Task instructions – Say how many lines below hold the word "tracing"; give the number by itself.

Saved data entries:
--*--
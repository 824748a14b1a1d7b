pub mod audit;
pub mod classifier;
pub mod executor;
pub mod ledger;
pub mod pipeline;
pub mod reconciler;
pub mod store;

use std::net::SocketAddr;
use std::sync::Arc;
use std::time::Duration;

use axum::extract::{Path, Query, State};
use axum::http::StatusCode;
use axum::routing::{get, post};
use axum::{Json, Router};
use serde::Deserialize;
use serde_json::{json, Map, Value};
use teller_config::Config;
use teller_contracts::{
    contracts_manifest_v1, Action, ErrorBody, ErrorResponse, TournamentStatus, API_VERSION,
};
use teller_kernel::registry::catalog;
use teller_kernel::{lookup_name, GateConfig, PendingPolicy, PipelineError};
use tokio::sync::Mutex;

pub use audit::{verify_audit_chain, ChainError, ChainReport};

use crate::audit::AuditJsonl;
use crate::classifier::Classifier;
use crate::executor::{Executor, ExecutorSettings};
use crate::ledger::{LedgerClient, SigningIdentity};
use crate::pipeline::Pipeline;
use crate::reconciler::Reconciler;
use crate::store::StoreBackend;

/// External collaborators of the pipeline. Tests swap in memory doubles.
pub struct Services {
    pub classifier: Arc<dyn Classifier>,
    pub ledger: Arc<dyn LedgerClient>,
    pub signer: Arc<dyn SigningIdentity>,
}

impl Services {
    pub fn from_config(cfg: &Config) -> Result<Self, String> {
        let (ledger, signer) = ledger::from_config(cfg)?;
        Ok(Self {
            classifier: classifier::from_config(cfg)?,
            ledger,
            signer,
        })
    }
}

pub async fn serve(cfg: Config) -> Result<(), String> {
    let addr: SocketAddr = cfg
        .server
        .listen_addr
        .parse()
        .map_err(|e| format!("invalid listen_addr: {e}"))?;

    let services = Services::from_config(&cfg)?;
    let pipeline = build_pipeline(&cfg, services).await?;

    // Submissions left in flight by a previous run settle in the background.
    let startup = pipeline.clone();
    tokio::spawn(async move {
        match startup.reconcile().await {
            Ok((state, settled)) => tracing::info!(
                assets = state.assets.len(),
                settled = settled.len(),
                "startup reconciliation finished"
            ),
            Err(err) => tracing::warn!(error = %err, "startup reconciliation failed"),
        }
    });

    let app = router(pipeline);
    let listener = tokio::net::TcpListener::bind(addr)
        .await
        .map_err(|e| format!("bind failed: {e}"))?;
    tracing::info!(%addr, "listening");
    axum::serve(listener, app)
        .await
        .map_err(|e| format!("serve failed: {e}"))
}

pub async fn build_app(cfg: Config) -> Result<Router, String> {
    let services = Services::from_config(&cfg)?;
    build_app_with(cfg, services).await
}

pub async fn build_app_with(cfg: Config, services: Services) -> Result<Router, String> {
    Ok(router(build_pipeline(&cfg, services).await?))
}

/// Wires store, audit log, reconciler and executor around the given services.
pub async fn build_pipeline(cfg: &Config, services: Services) -> Result<Arc<Pipeline>, String> {
    let store = Arc::new(Mutex::new(StoreBackend::from_config(cfg)?));
    let audit = Arc::new(AuditJsonl::new(&cfg.audit.jsonl_path, cfg.store.sqlite_path.as_deref()).await?);
    let reconciler = Arc::new(Reconciler::new(
        services.ledger.clone(),
        cfg.reconciler.page_size,
        cfg.reconciler.max_concurrency,
        cfg.reconciler.tournament_probe_limit,
    ));
    let executor = Arc::new(Executor::new(
        services.ledger.clone(),
        services.signer,
        store,
        reconciler.clone(),
        audit.clone(),
        ExecutorSettings {
            ui_wait: Duration::from_millis(cfg.executor.ui_wait_ms),
            settlement_timeout: Duration::from_millis(cfg.executor.settlement_timeout_ms),
            token_symbol: cfg.ledger.token_symbol.clone(),
        },
    ));
    let gate_cfg = GateConfig {
        elide_threshold: cfg.gate.elide_threshold,
        on_pending: PendingPolicy::parse(&cfg.gate.on_pending),
    };
    Ok(Arc::new(Pipeline::new(
        services.classifier,
        services.ledger,
        executor,
        reconciler,
        audit,
        gate_cfg,
    )))
}

fn router(pipeline: Arc<Pipeline>) -> Router {
    Router::new()
        .route("/v1/healthz", get(healthz))
        .route("/v1/contracts", get(contracts))
        .route("/v1/utterances", post(utterances))
        .route("/v1/validate", post(validate))
        .route("/v1/actions", post(actions))
        .route("/v1/sessions/{id}", get(session))
        .route("/v1/sessions/{id}/confirm", post(confirm))
        .route("/v1/sessions/{id}/cancel", post(cancel))
        .route("/v1/submissions/{tx_hash}", get(submission))
        .route("/v1/submissions/{tx_hash}/abandon", post(abandon))
        .route("/v1/assets", get(assets))
        .route("/v1/reconcile", post(reconcile))
        .route("/v1/tournaments", get(tournaments))
        .route("/v1/transactions", get(transactions))
        .with_state(AppState { pipeline })
}

#[derive(Clone)]
struct AppState {
    pipeline: Arc<Pipeline>,
}

type ApiError = (StatusCode, Json<ErrorResponse>);
type ApiResult = Result<Json<Value>, ApiError>;

pub fn status_for(err: &PipelineError) -> StatusCode {
    match err {
        PipelineError::Parse(_)
        | PipelineError::UnknownFunction(_)
        | PipelineError::Validation(_) => StatusCode::BAD_REQUEST,
        PipelineError::NoPendingAction
        | PipelineError::ActionMismatch(_)
        | PipelineError::ConfirmationPending
        | PipelineError::SignerBusy => StatusCode::CONFLICT,
        PipelineError::SigningRejected(_) => StatusCode::FORBIDDEN,
        PipelineError::LedgerRevert(_) => StatusCode::UNPROCESSABLE_ENTITY,
        PipelineError::Provider(_) | PipelineError::ReconciliationGap { .. } => {
            StatusCode::BAD_GATEWAY
        }
    }
}

fn api_error(err: PipelineError) -> ApiError {
    let details = match &err {
        PipelineError::Validation(v) => Some(json!({"field": v.field, "reason": v.reason})),
        PipelineError::LedgerRevert(reason) => Some(json!({"reason": reason})),
        PipelineError::ActionMismatch(action_id) => Some(json!({"action_id": action_id})),
        _ => None,
    };
    (
        status_for(&err),
        Json(ErrorResponse {
            error: ErrorBody {
                code: err.code().to_string(),
                message: err.user_message(),
                details,
            },
        }),
    )
}

fn bad_request(message: impl Into<String>) -> ApiError {
    (
        StatusCode::BAD_REQUEST,
        Json(ErrorResponse {
            error: ErrorBody {
                code: "request.invalid".to_string(),
                message: message.into(),
                details: None,
            },
        }),
    )
}

fn not_found(what: &str) -> ApiError {
    (
        StatusCode::NOT_FOUND,
        Json(ErrorResponse {
            error: ErrorBody {
                code: "request.not_found".to_string(),
                message: format!("{what} not found"),
                details: None,
            },
        }),
    )
}

fn to_json<T: serde::Serialize>(value: &T) -> ApiResult {
    serde_json::to_value(value)
        .map(Json)
        .map_err(|e| api_error(PipelineError::Provider(e.to_string())))
}

async fn healthz() -> (StatusCode, &'static str) {
    (StatusCode::OK, "ok")
}

async fn contracts() -> Json<Value> {
    let manifest = contracts_manifest_v1();
    Json(json!({
        "api_version": API_VERSION,
        "contracts_set_sha256": manifest.contracts_set_sha256,
        "schemas": manifest
            .schemas
            .iter()
            .map(|s| json!({"name": s.name, "sha256": s.sha256}))
            .collect::<Vec<_>>(),
        "functions": catalog(),
    }))
}

#[derive(Debug, Deserialize)]
struct UtteranceInput {
    session_id: String,
    utterance: String,
}

async fn utterances(State(state): State<AppState>, Json(input): Json<UtteranceInput>) -> ApiResult {
    if input.session_id.trim().is_empty() {
        return Err(bad_request("session_id is required"));
    }
    let reply = state
        .pipeline
        .handle_utterance(&input.session_id, &input.utterance)
        .await
        .map_err(api_error)?;
    to_json(&reply)
}

#[derive(Debug, Deserialize)]
struct ValidateInput {
    utterance: String,
}

async fn validate(State(state): State<AppState>, Json(input): Json<ValidateInput>) -> ApiResult {
    let dry_run = state
        .pipeline
        .validate_only(&input.utterance)
        .await
        .map_err(api_error)?;
    to_json(&dry_run)
}

#[derive(Debug, Deserialize)]
struct ActionInput {
    session_id: String,
    function: String,
    #[serde(default)]
    parameters: Map<String, Value>,
}

async fn actions(State(state): State<AppState>, Json(input): Json<ActionInput>) -> ApiResult {
    if input.session_id.trim().is_empty() {
        return Err(bad_request("session_id is required"));
    }
    let spec = lookup_name(&input.function)
        .map_err(|e| api_error(PipelineError::UnknownFunction(e.0)))?;
    let action = Action {
        function: spec.name,
        parameters: input.parameters,
    };
    let reply = state
        .pipeline
        .submit_action(&input.session_id, action)
        .await
        .map_err(api_error)?;
    to_json(&reply)
}

async fn session(State(state): State<AppState>, Path(id): Path<String>) -> ApiResult {
    to_json(&state.pipeline.session(&id).await)
}

#[derive(Debug, Deserialize)]
struct ConfirmInput {
    action_id: String,
}

async fn confirm(
    State(state): State<AppState>,
    Path(id): Path<String>,
    Json(input): Json<ConfirmInput>,
) -> ApiResult {
    let reply = state
        .pipeline
        .confirm(&id, &input.action_id)
        .await
        .map_err(api_error)?;
    to_json(&reply)
}

async fn cancel(State(state): State<AppState>, Path(id): Path<String>) -> ApiResult {
    let reply = state.pipeline.cancel(&id).await.map_err(api_error)?;
    to_json(&reply)
}

async fn submission(State(state): State<AppState>, Path(tx_hash): Path<String>) -> ApiResult {
    match state.pipeline.executor().submission(&tx_hash).await {
        Some(record) => to_json(&record),
        None => Err(not_found("submission")),
    }
}

async fn abandon(State(state): State<AppState>, Path(tx_hash): Path<String>) -> ApiResult {
    match state.pipeline.abandon(&tx_hash).await.map_err(api_error)? {
        Some(record) => Ok(Json(record)),
        None => Err(not_found("submission")),
    }
}

#[derive(Debug, Deserialize)]
struct AssetsQuery {
    category: Option<String>,
}

async fn assets(State(state): State<AppState>, Query(query): Query<AssetsQuery>) -> ApiResult {
    let reconciler = state.pipeline.reconciler();
    let mut current = reconciler.current();
    if !current.complete {
        current = reconciler.reconcile().await.map_err(api_error)?;
    }
    let category = query.category.as_deref().unwrap_or(reconciler::ALL_BUCKET);
    Ok(Json(json!({
        "category": category,
        "assets": current.in_category(category),
        "categories": current.groups.keys().collect::<Vec<_>>(),
        "cursor": current.cursor,
        "gaps": current.gaps,
    })))
}

async fn reconcile(State(state): State<AppState>) -> ApiResult {
    let (current, settled) = state.pipeline.reconcile().await.map_err(api_error)?;
    Ok(Json(json!({
        "assets": current.assets.len(),
        "groups": current.groups,
        "cursor": current.cursor,
        "gaps": current.gaps,
        "settled": settled,
    })))
}

#[derive(Debug, Deserialize)]
struct TournamentsQuery {
    status: Option<String>,
}

async fn tournaments(
    State(state): State<AppState>,
    Query(query): Query<TournamentsQuery>,
) -> ApiResult {
    let status = match query.status.as_deref() {
        None => None,
        Some("active") => Some(TournamentStatus::Active),
        Some("closed") => Some(TournamentStatus::Closed),
        Some(other) => {
            return Err(bad_request(format!(
                "status={other} is not supported; expected active or closed"
            )))
        }
    };
    let records = state
        .pipeline
        .reconciler()
        .tournaments(status)
        .await
        .map_err(api_error)?;
    to_json(&records)
}

async fn transactions(State(state): State<AppState>) -> ApiResult {
    let records = state
        .pipeline
        .reconciler()
        .transactions()
        .await
        .map_err(api_error)?;
    to_json(&records)
}

#[cfg(test)]
mod tests {
    use super::*;
    use teller_kernel::ValidationError;

    #[test]
    fn error_statuses_follow_the_failure_stage() {
        assert_eq!(
            status_for(&PipelineError::Parse("bad".to_string())),
            StatusCode::BAD_REQUEST
        );
        assert_eq!(
            status_for(&ValidationError::new("tokenId", "must be an integer").into()),
            StatusCode::BAD_REQUEST
        );
        assert_eq!(status_for(&PipelineError::SignerBusy), StatusCode::CONFLICT);
        assert_eq!(
            status_for(&PipelineError::SigningRejected("no".to_string())),
            StatusCode::FORBIDDEN
        );
        assert_eq!(
            status_for(&PipelineError::LedgerRevert("NFT not for sale".to_string())),
            StatusCode::UNPROCESSABLE_ENTITY
        );
        assert_eq!(
            status_for(&PipelineError::Provider("timeout".to_string())),
            StatusCode::BAD_GATEWAY
        );
    }

    #[test]
    fn validation_errors_carry_the_field() {
        let (status, Json(body)) =
            api_error(ValidationError::new("recipient", "must be a valid address").into());
        assert_eq!(status, StatusCode::BAD_REQUEST);
        assert_eq!(body.error.code, "action.validation_error");
        assert_eq!(
            body.error.details,
            Some(json!({"field": "recipient", "reason": "must be a valid address"}))
        );
    }
}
--*--
Output below – 3